═════ Provided material

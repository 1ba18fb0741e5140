//! Interpolation helpers:
//! - tween_fraction (position of a frame inside a keyframe span)
//! - ease (Flash quadratic ease in/out)
//! - lerp_affine (component-wise matrix blend)

use glam::Affine2;

/// Linear interpolation of scalars.
#[inline]
pub fn lerp_f32(a: f32, b: f32, t: f32) -> f32 {
    a + (b - a) * t
}

/// Fractional position of `frame` within `[start, start + duration)`, clamped to `[0, 1]`.
#[inline]
pub fn tween_fraction(frame: f32, start: u32, duration: u32) -> f32 {
    if duration == 0 {
        return 0.0;
    }
    ((frame - start as f32) / duration as f32).clamp(0.0, 1.0)
}

/// Apply a Flash ease in `[-1, 1]` to `t`.
///
/// `-1` is a full quadratic ease-in (`t^2`), `1` a full ease-out (`2t - t^2`),
/// `0` is linear.
#[inline]
pub fn ease(t: f32, ease: f32) -> f32 {
    let e = ease.clamp(-1.0, 1.0);
    t + e * t * (1.0 - t)
}

/// Blend two affine transforms component-wise.
#[inline]
pub fn lerp_affine(a: &Affine2, b: &Affine2, t: f32) -> Affine2 {
    let ca = a.to_cols_array();
    let cb = b.to_cols_array();
    let out: [f32; 6] = std::array::from_fn(|i| lerp_f32(ca[i], cb[i], t));
    Affine2::from_cols_array(&out)
}

#[cfg(test)]
mod tests {
    use super::*;
    use approx::assert_relative_eq;
    use glam::Vec2;

    #[test]
    fn fraction_is_clamped() {
        assert_eq!(tween_fraction(5.0, 4, 4), 0.25);
        assert_eq!(tween_fraction(20.0, 4, 4), 1.0);
        assert_eq!(tween_fraction(1.0, 4, 4), 0.0);
        assert_eq!(tween_fraction(1.0, 4, 0), 0.0);
    }

    #[test]
    fn ease_endpoints_are_fixed() {
        for e in [-1.0, -0.5, 0.0, 0.5, 1.0] {
            assert_relative_eq!(ease(0.0, e), 0.0);
            assert_relative_eq!(ease(1.0, e), 1.0);
        }
        assert_relative_eq!(ease(0.5, 0.0), 0.5);
        assert_relative_eq!(ease(0.5, -1.0), 0.25);
        assert_relative_eq!(ease(0.5, 1.0), 0.75);
    }

    #[test]
    fn affine_blend_is_componentwise() {
        let a = Affine2::from_translation(Vec2::new(0.0, 0.0));
        let b = Affine2::from_scale_angle_translation(Vec2::splat(3.0), 0.0, Vec2::new(10.0, -4.0));
        let m = lerp_affine(&a, &b, 0.5);
        assert_relative_eq!(m.translation.x, 5.0);
        assert_relative_eq!(m.translation.y, -2.0);
        assert_relative_eq!(m.matrix2.x_axis.x, 2.0);
    }
}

══════════

Exercise goal: For every line above that includes the string "position", copy the line.

Solved exercise:
//! - tween_fraction (position of a frame inside a keyframe span)
/// Fractional position of `frame` within `[start, start + duration)`, clamped to `[0, 1]`.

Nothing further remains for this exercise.